Segment Open

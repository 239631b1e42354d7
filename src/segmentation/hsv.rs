//! 8-bit RGB to HSV conversion.
//!
//! Hue is stored in half degrees so it fits a byte: `[0, 180)`. Saturation and
//! value span `[0, 255]`.

use image::{GrayImage, RgbImage};

/// Convert a single RGB pixel to `[hue, saturation, value]`.
#[inline]
pub fn rgb_to_hsv(r: u8, g: u8, b: u8) -> [u8; 3] {
    let max = r.max(g).max(b);
    let min = r.min(g).min(b);
    let diff = (max - min) as f32;

    let saturation = if max == 0 {
        0
    } else {
        (255.0 * diff / max as f32).round() as u8
    };

    if diff == 0.0 {
        return [0, saturation, max];
    }

    let (r, g, b) = (r as f32, g as f32, b as f32);
    let mut hue = if max as f32 == r {
        30.0 * (g - b) / diff
    } else if max as f32 == g {
        60.0 + 30.0 * (b - r) / diff
    } else {
        120.0 + 30.0 * (r - g) / diff
    };
    if hue < 0.0 {
        hue += 180.0;
    }

    let hue = hue.round() as u32 % 180;
    [hue as u8, saturation, max]
}

/// The three planes of an HSV image.
#[derive(Debug, Clone)]
pub struct HsvPlanes {
    pub hue: GrayImage,
    pub saturation: GrayImage,
    pub value: GrayImage,
}

impl HsvPlanes {
    pub fn from_rgb(image: &RgbImage) -> Self {
        let (width, height) = image.dimensions();
        let mut hue = GrayImage::new(width, height);
        let mut saturation = GrayImage::new(width, height);
        let mut value = GrayImage::new(width, height);

        for (x, y, pixel) in image.enumerate_pixels() {
            let [h, s, v] = rgb_to_hsv(pixel[0], pixel[1], pixel[2]);
            hue.put_pixel(x, y, image::Luma([h]));
            saturation.put_pixel(x, y, image::Luma([s]));
            value.put_pixel(x, y, image::Luma([v]));
        }

        Self {
            hue,
            saturation,
            value,
        }
    }

    pub fn dimensions(&self) -> (u32, u32) {
        self.hue.dimensions()
    }
}

/// Convert an HSV triple back to RGB. Used to render synthetic frames and the
/// histogram legend.
pub fn hsv_to_rgb(hue: u8, saturation: u8, value: u8) -> [u8; 3] {
    let h = (hue as f32 * 2.0) / 60.0;
    let s = saturation as f32 / 255.0;
    let v = value as f32;

    let c = v * s;
    let x = c * (1.0 - (h % 2.0 - 1.0).abs());
    let m = v - c;

    let (r, g, b) = match h as u32 {
        0 => (c, x, 0.0),
        1 => (x, c, 0.0),
        2 => (0.0, c, x),
        3 => (0.0, x, c),
        4 => (x, 0.0, c),
        _ => (c, 0.0, x),
    };

    [
        (r + m).round() as u8,
        (g + m).round() as u8,
        (b + m).round() as u8,
    ]
}
//! Error type shared by the perception core and its collaborators.

use thiserror::Error;

/// Boxed error raised by an external collaborator (frame source or sink).
pub type CollaboratorError = Box<dyn std::error::Error + Send + Sync + 'static>;

/// Errors reported by the tracker.
///
/// Losing the target is never an error; it shows up as `found == false` in the
/// per-frame result.
#[derive(Error, Debug)]
pub enum TrackerError {
    /// A frame with zero width or height reached the pipeline. No mask can be
    /// computed for it.
    #[error("degenerate frame dimensions {width}x{height}")]
    DegenerateFrame { width: u32, height: u32 },

    /// The configuration cannot be auto-corrected.
    #[error("invalid configuration: {0}")]
    InvalidConfig(String),

    /// The configuration file could not be parsed.
    #[error("failed to parse configuration: {0}")]
    Config(#[from] toml::de::Error),

    #[error("io error: {0}")]
    Io(#[from] std::io::Error),

    #[error("image error: {0}")]
    Image(#[from] image::ImageError),

    #[error("frame source failed: {0}")]
    FrameSource(#[source] CollaboratorError),

    #[error("frame sink failed: {0}")]
    FrameSink(#[source] CollaboratorError),
}

pub type Result<T> = std::result::Result<T, TrackerError>;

Segment Closed

## Aim of the exercise
Without changing anything, repeat every record above.

## Solution to this task
repository 239631b1e42354d7
filename src/segmentation/hsv.rs
//! 8-bit RGB to HSV conversion.
//!
//! Hue is stored in half degrees so it fits a byte: `[0, 180)`. Saturation and
//! value span `[0, 255]`.

use image::{GrayImage, RgbImage};

/// Convert a single RGB pixel to `[hue, saturation, value]`.
#[inline]
pub fn rgb_to_hsv(r: u8, g: u8, b: u8) -> [u8; 3] {
    let max = r.max(g).max(b);
    let min = r.min(g).min(b);
    let diff = (max - min) as f32;

    let saturation = if max == 0 {
        0
    } else {
        (255.0 * diff / max as f32).round() as u8
    };

    if diff == 0.0 {
        return [0, saturation, max];
    }

    let (r, g, b) = (r as f32, g as f32, b as f32);
    let mut hue = if max as f32 == r {
        30.0 * (g - b) / diff
    } else if max as f32 == g {
        60.0 + 30.0 * (b - r) / diff
    } else {
        120.0 + 30.0 * (r - g) / diff
    };
    if hue < 0.0 {
        hue += 180.0;
    }

    let hue = hue.round() as u32 % 180;
    [hue as u8, saturation, max]
}

/// The three planes of an HSV image.
#[derive(Debug, Clone)]
pub struct HsvPlanes {
    pub hue: GrayImage,
    pub saturation: GrayImage,
    pub value: GrayImage,
}

impl HsvPlanes {
    pub fn from_rgb(image: &RgbImage) -> Self {
        let (width, height) = image.dimensions();
        let mut hue = GrayImage::new(width, height);
        let mut saturation = GrayImage::new(width, height);
        let mut value = GrayImage::new(width, height);

        for (x, y, pixel) in image.enumerate_pixels() {
            let [h, s, v] = rgb_to_hsv(pixel[0], pixel[1], pixel[2]);
            hue.put_pixel(x, y, image::Luma([h]));
            saturation.put_pixel(x, y, image::Luma([s]));
            value.put_pixel(x, y, image::Luma([v]));
        }

        Self {
            hue,
            saturation,
            value,
        }
    }

    pub fn dimensions(&self) -> (u32, u32) {
        self.hue.dimensions()
    }
}

/// Convert an HSV triple back to RGB. Used to render synthetic frames and the
/// histogram legend.
pub fn hsv_to_rgb(hue: u8, saturation: u8, value: u8) -> [u8; 3] {
    let h = (hue as f32 * 2.0) / 60.0;
    let s = saturation as f32 / 255.0;
    let v = value as f32;

    let c = v * s;
    let x = c * (1.0 - (h % 2.0 - 1.0).abs());
    let m = v - c;

    let (r, g, b) = match h as u32 {
        0 => (c, x, 0.0),
        1 => (x, c, 0.0),
        2 => (0.0, c, x),
        3 => (0.0, x, c),
        4 => (x, 0.0, c),
        _ => (c, 0.0, x),
    };

    [
        (r + m).round() as u8,
        (g + m).round() as u8,
        (b + m).round() as u8,
    ]
}
//! Error type shared by the perception core and its collaborators.

use thiserror::Error;

/// Boxed error raised by an external collaborator (frame source or sink).
pub type CollaboratorError = Box<dyn std::error::Error + Send + Sync + 'static>;

/// Errors reported by the tracker.
///
/// Losing the target is never an error; it shows up as `found == false` in the
/// per-frame result.
#[derive(Error, Debug)]
pub enum TrackerError {
    /// A frame with zero width or height reached the pipeline. No mask can be
    /// computed for it.
    #[error("degenerate frame dimensions {width}x{height}")]
    DegenerateFrame { width: u32, height: u32 },

    /// The configuration cannot be auto-corrected.
    #[error("invalid configuration: {0}")]
    InvalidConfig(String),

    /// The configuration file could not be parsed.
    #[error("failed to parse configuration: {0}")]
    Config(#[from] toml::de::Error),

    #[error("io error: {0}")]
    Io(#[from] std::io::Error),

    #[error("image error: {0}")]
    Image(#[from] image::ImageError),

    #[error("frame source failed: {0}")]
    FrameSource(#[source] CollaboratorError),

    #[error("frame sink failed: {0}")]
    FrameSink(#[source] CollaboratorError),
}

pub type Result<T> = std::result::Result<T, TrackerError>;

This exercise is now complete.